The end of an era
It happened. I always knew it would, but it came too fast as endings do. My Lucy peacefully took her last breath on Christmas Eve, surrounded by those who loved her the most and while cradled in my arms. Her heart stopped, and a piece of me died. The stark reality that my little shadow was mortal bore through all of me leaving a gritty void. I miss her so.
Lucy was plucked from her misery in the summer of 2006, back during Facebook’s humble beginnings, and before anyone had an iPhone. The Avian flu was a significant public health concern at that time, Paul Martin was Prime Minister, and we learned that Pluto wasn’t, in fact, a planet after all. So much has happened since then, and Lucy was a constant companion through it all.

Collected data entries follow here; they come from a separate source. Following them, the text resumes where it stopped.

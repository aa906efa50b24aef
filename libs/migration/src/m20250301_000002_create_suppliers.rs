use sea_orm_migration::{prelude::*, schema::*};

#[derive(DeriveMigrationName)]
pub struct Migration;

#[async_trait::async_trait]
impl MigrationTrait for Migration {
    async fn up(&self, manager: &SchemaManager) -> Result<(), DbErr> {
        manager
            .create_table(
                Table::create()
                    .table(Suppliers::Table)
                    .if_not_exists()
                    .col(pk_auto(Suppliers::Id))
                    .col(string(Suppliers::Cnpj))
                    .col(string(Suppliers::CompanyName))
                    .col(string_null(Suppliers::TradeName))
                    .col(string_null(Suppliers::Email))
                    .col(string_null(Suppliers::Phone))
                    .col(string_null(Suppliers::Street))
                    .col(string_null(Suppliers::Number))
                    .col(string_null(Suppliers::District))
                    .col(string_null(Suppliers::City))
                    .col(string_null(Suppliers::State))
                    .col(string_null(Suppliers::PostalCode))
                    .col(
                        timestamp_with_time_zone(Suppliers::CreatedAt)
                            .default(Expr::current_timestamp()),
                    )
                    .col(
                        timestamp_with_time_zone(Suppliers::UpdatedAt)
                            .default(Expr::current_timestamp()),
                    )
                    .to_owned(),
            )
            .await?;

        // cnpj is the unique business key
        manager
            .create_index(
                Index::create()
                    .name("idx_suppliers_cnpj")
                    .table(Suppliers::Table)
                    .col(Suppliers::Cnpj)
                    .unique()
                    .to_owned(),
            )
            .await?;

        Ok(())
    }

    async fn down(&self, manager: &SchemaManager) -> Result<(), DbErr> {
        manager
            .drop_table(Table::drop().table(Suppliers::Table).to_owned())
            .await?;

        Ok(())
    }
}

#[derive(DeriveIden)]
enum Suppliers {
    Table,
    Id,
    Cnpj,
    CompanyName,
    TradeName,
    Email,
    Phone,
    Street,
    Number,
    District,
    City,
    State,
    PostalCode,
    CreatedAt,
    UpdatedAt,
}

Lucy was a frail pup of about six months, full-grown, but a wild animal passed over too many times at the pet store. New puppies took the window seats, and Lucy was relegated to a tiny wire-bottom cage on the floor shared with two rambunctious pups. I didn’t notice the cage at first and literally tripped over it after marvelling at all the tiny puppy faces behind the glass. Lucy just laid along the length of the cage despite the other two and was listless. I gently stroked her to see if she was alive and was struck by the sharpness of her tiny ribs through her cream fluff. I asked the storekeeper, a mature man with a thick accent and gruff presence about the pup, and learned that she would be returned to the puppy mill in exchange for new “inventory.” My first thought was that she wouldn’t survive. I wasn’t looking for another pup, just liver treats for Joey, my 2-year-old pup, but I couldn’t leave her behind. I didn’t leave her behind. The dynamic duo of Joey and Lucy was born that summer, and my life was forever changed.
Both Joey and Lucy passed on the cusp of 17 years, just two years apart on December 27 and 24th respectively. For almost 20 years my existence was largely defined by these beautiful, vulnerable and loyal little beating hearts. My world revolved around their needs, and they fulfilled my maternal inclination whether they liked it or not. Above all, they were family.